**What you have to do:** Pull every line containing "other" from the listing.
>>>
//! The connection model: [`ConnectionType`], [`Connection`], [`Rule`] and the
//! matching relation between them.

use std::fmt;

use regex::Regex;
use serde::{Deserialize, Serialize};
use serde_repr::{Deserialize_repr, Serialize_repr};

use crate::error::GatewayError;

/// Basename of a node URI/name, shared by [`Connection::node_basename`] and
/// rule matching against the still-encrypted form of a connection (`name`,
/// `node_uri` and `type` stay in clear on the wire, only `type_info` and
/// `transport_uri` are encrypted -- see [`crate::crypto`]).
pub fn node_basename_of(node_uri: &str) -> &str {
    node_uri.rsplit('/').next().unwrap_or(node_uri)
}

/// One of the five endpoint kinds a local namespace can expose. An action
/// expands on the wire to five underlying pub/sub + service endpoints (see
/// [`ConnectionType::action_sub_kinds`]).
#[derive(Debug, Clone, Copy, PartialEq, Eq, Hash, Serialize_repr, Deserialize_repr)]
#[repr(u8)]
pub enum ConnectionType {
    Publisher = 0,
    Subscriber = 1,
    Service = 2,
    ActionClient = 3,
    ActionServer = 4,
}

impl ConnectionType {
    pub fn as_str(&self) -> &'static str {
        match self {
            ConnectionType::Publisher => "publisher",
            ConnectionType::Subscriber => "subscriber",
            ConnectionType::Service => "service",
            ConnectionType::ActionClient => "action_client",
            ConnectionType::ActionServer => "action_server",
        }
    }

    pub fn from_str(s: &str) -> Result<Self, GatewayError> {
        match s {
            "publisher" => Ok(ConnectionType::Publisher),
            "subscriber" => Ok(ConnectionType::Subscriber),
            "service" => Ok(ConnectionType::Service),
            "action_client" => Ok(ConnectionType::ActionClient),
            "action_server" => Ok(ConnectionType::ActionServer),
            other => Err(GatewayError::ConnectionTypeError {
                found: other.to_string(),
            }),
        }
    }

    pub fn is_action(&self) -> bool {
        matches!(self, ConnectionType::ActionClient | ConnectionType::ActionServer)
    }

    /// The five sub-endpoints an action type expands to, each tagged with
    /// its own underlying pub/sub-or-service kind and name suffix. Direction
    /// (client vs. server) flips which side publishes `/goal` and `/cancel`
    /// versus `/feedback`, `/status` and `/result`.
    pub fn action_sub_kinds(&self) -> [(ConnectionType, &'static str); 5] {
        match self {
            ConnectionType::ActionClient => [
                (ConnectionType::Publisher, "/goal"),
                (ConnectionType::Publisher, "/cancel"),
                (ConnectionType::Subscriber, "/feedback"),
                (ConnectionType::Subscriber, "/status"),
                (ConnectionType::Subscriber, "/result"),
            ],
            ConnectionType::ActionServer => [
                (ConnectionType::Subscriber, "/goal"),
                (ConnectionType::Subscriber, "/cancel"),
                (ConnectionType::Publisher, "/feedback"),
                (ConnectionType::Publisher, "/status"),
                (ConnectionType::Publisher, "/result"),
            ],
            other => panic!("action_sub_kinds called on non-action type {other:?}"),
        }
    }
}

impl fmt::Display for ConnectionType {
    fn fmt(&self, f: &mut fmt::Formatter<'_>) -> fmt::Result {
        f.write_str(self.as_str())
    }
}

/// A concrete live endpoint. Produced by the local adapter or decoded from
/// the hub -- never invented by the engine.
#[derive(Debug, Clone, PartialEq, Eq, Hash, Serialize, Deserialize)]
pub struct Connection {
    pub kind: ConnectionType,
    pub name: String,
    pub node_uri: String,
    pub type_info: String,
    pub transport_uri: String,
}

impl Connection {
    pub fn new(
        kind: ConnectionType,
        name: impl Into<String>,
        node_uri: impl Into<String>,
        type_info: impl Into<String>,
        transport_uri: impl Into<String>,
    ) -> Self {
        Connection {
            kind,
            name: name.into(),
            node_uri: node_uri.into(),
            type_info: type_info.into(),
            transport_uri: transport_uri.into(),
        }
    }

    /// The `node_uri`'s basename, used for node-pattern matching.
    pub fn node_basename(&self) -> &str {
        node_basename_of(&self.node_uri)
    }

    /// Deterministic, type-tagged tuple encoding for the hub. Round-trips
    /// exactly through [`Connection::from_wire`].
    pub fn to_wire(&self) -> String {
        serde_json::to_string(&(
            self.kind,
            &self.name,
            &self.node_uri,
            &self.type_info,
            &self.transport_uri,
        ))
        .expect("tuple encoding of Connection never fails")
    }

    pub fn from_wire(s: &str) -> Result<Self, GatewayError> {
        let (kind, name, node_uri, type_info, transport_uri): (
            ConnectionType,
            String,
            String,
            String,
            String,
        ) = serde_json::from_str(s).map_err(|e| GatewayError::ConnectionTypeError {
            found: format!("malformed connection on wire: {e}"),
        })?;
        Ok(Connection {
            kind,
            name,
            node_uri,
            type_info,
            transport_uri,
        })
    }

    /// Derive the `action_name`/sub-kind-suffixed connection used when an
    /// action-typed rule expands to its five underlying endpoints.
    pub fn with_action_suffix(&self, kind: ConnectionType, suffix: &str) -> Connection {
        Connection {
            kind,
            name: format!("{}{}", self.name, suffix),
            node_uri: self.node_uri.clone(),
            type_info: self.type_info.clone(),
            transport_uri: self.transport_uri.clone(),
        }
    }
}

/// `Regex` isn't `PartialEq`, so rules compare and clone by source pattern
/// string -- two rules with the same source are equivalent regardless of
/// whatever internal compiled representation `regex` produces for them.
#[derive(Debug, Clone)]
pub struct CompiledPattern {
    source: String,
    regex: Regex,
}

impl CompiledPattern {
    pub fn new(source: impl Into<String>) -> Result<Self, GatewayError> {
        let source = source.into();
        let anchored = format!("^(?:{source})$");
        let regex = Regex::new(&anchored).map_err(|e| GatewayError::ConnectionTypeError {
            found: format!("bad pattern '{source}': {e}"),
        })?;
        Ok(CompiledPattern { source, regex })
    }

    pub fn wildcard() -> Self {
        Self::new(".*").expect("wildcard pattern always compiles")
    }

    pub fn is_match(&self, haystack: &str) -> bool {
        self.regex.is_match(haystack)
    }

    pub fn source(&self) -> &str {
        &self.source
    }
}

impl PartialEq for CompiledPattern {
    fn eq(&self, other: &Self) -> bool {
        self.source == other.source
    }
}
impl Eq for CompiledPattern {}

/// `(type, name_pattern, node_pattern)` plus the `deny` flag. A Connection
/// matches when its type equals the rule's type, its name matches
/// `name_pattern`, and its node basename matches `node_pattern`.
#[derive(Debug, Clone, PartialEq, Eq)]
pub struct Rule {
    pub kind: ConnectionType,
    pub name_pattern: CompiledPattern,
    pub node_pattern: CompiledPattern,
    pub deny: bool,
}

impl Rule {
    pub fn new(kind: ConnectionType, name_pattern: &str, node_pattern: &str) -> Result<Self, GatewayError> {
        Ok(Rule {
            kind,
            name_pattern: CompiledPattern::new(name_pattern)?,
            node_pattern: CompiledPattern::new(node_pattern)?,
            deny: false,
        })
    }

    pub fn denying(mut self) -> Self {
        self.deny = true;
        self
    }

    pub fn matches(&self, connection: &Connection) -> bool {
        self.kind == connection.kind
            && self.name_pattern.is_match(&connection.name)
            && self.node_pattern.is_match(connection.node_basename())
    }

    /// Same matching relation, against the fields of a connection that are
    /// still in clear after encryption (`kind`, `name`, `node_uri`). Lets a
    /// gateway identify its own flip requests sitting in a remote's
    /// `flip_ins` set without needing that remote's private key.
    pub fn matches_encrypted(&self, kind: ConnectionType, name: &str, node_uri: &str) -> bool {
        self.kind == kind && self.name_pattern.is_match(name) && self.node_pattern.is_match(node_basename_of(node_uri))
    }

    /// Expand an action-typed rule into its five concrete sub-rules (see
    /// [`ConnectionType::action_sub_kinds`]); a non-action rule expands to
    /// itself. Matching against live/remote connections -- which are always
    /// one of the three concrete kinds, never `action_client`/`action_server`
    /// -- must go through this, not `matches` directly, or an action rule
    /// matches nothing.
    pub fn expand_action(&self) -> Vec<Rule> {
        if !self.kind.is_action() {
            return vec![self.clone()];
        }
        self.kind
            .action_sub_kinds()
            .into_iter()
            .filter_map(|(sub_kind, suffix)| {
                let name_pattern = CompiledPattern::new(format!("{}{}", self.name_pattern.source(), suffix)).ok()?;
                Some(Rule {
                    kind: sub_kind,
                    name_pattern,
                    node_pattern: self.node_pattern.clone(),
                    deny: self.deny,
                })
            })
            .collect()
    }

    /// Narrow serialization used in the debug-only `flips`/`pulls` sets:
    /// `[target, name, type, node]`. `type_info`/`transport_uri` never
    /// appear here.
    pub fn to_debug_tuple(&self, target_gateway: &str) -> (String, String, ConnectionType, String) {
        (
            target_gateway.to_string(),
            self.name_pattern.source().to_string(),
            self.kind,
            self.node_pattern.source().to_string(),
        )
    }
}

/// A ruleset accepts a Connection iff at least one non-deny rule matches and
/// no deny rule matches.
#[derive(Debug, Clone, Default)]
pub struct RuleSet {
    pub whitelist: Vec<Rule>,
    pub blacklist: Vec<Rule>,
}

impl RuleSet {
    pub fn allow(&self, connection: &Connection) -> bool {
        self.whitelist.iter().any(|r| r.matches(connection))
            && !self.blacklist.iter().any(|r| r.matches(connection))
    }

    pub fn make_all_public(&mut self, kind: ConnectionType) {
        let wildcard = Rule {
            kind,
            name_pattern: CompiledPattern::wildcard(),
            node_pattern: CompiledPattern::wildcard(),
            deny: false,
        };
        if !self.whitelist.contains(&wildcard) {
            self.whitelist.push(wildcard);
        }
    }

    pub fn remove_all_public(&mut self, kind: ConnectionType) {
        let wildcard = Rule {
            kind,
            name_pattern: CompiledPattern::wildcard(),
            node_pattern: CompiledPattern::wildcard(),
            deny: false,
        };
        self.whitelist.retain(|r| r != &wildcard);
    }
}

/// A gateway name pattern used to resolve `RemoteRule::target_gateway`
/// against the hub's live gateway list.
#[derive(Debug, Clone, PartialEq, Eq)]
pub struct GatewayPattern(pub CompiledPattern);

impl GatewayPattern {
    pub fn new(source: &str) -> Result<Self, GatewayError> {
        Ok(GatewayPattern(CompiledPattern::new(source)?))
    }

    pub fn matches(&self, gateway_name: &str) -> bool {
        self.0.is_match(gateway_name)
    }
}

/// `(target_gateway, Rule)`. Used for flips and pulls.
#[derive(Debug, Clone, PartialEq, Eq)]
pub struct RemoteRule {
    pub target_gateway: GatewayPattern,
    pub rule: Rule,
}

impl RemoteRule {
    pub fn new(target_gateway: &str, rule: Rule) -> Result<Self, GatewayError> {
        Ok(RemoteRule {
            target_gateway: GatewayPattern::new(target_gateway)?,
            rule,
        })
    }
}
<<<
**Result for this task:**
            other => Err(GatewayError::ConnectionTypeError {
                found: other.to_string(),
            other => panic!("action_sub_kinds called on non-action type {other:?}"),
    fn eq(&self, other: &Self) -> bool {
        self.source == other.source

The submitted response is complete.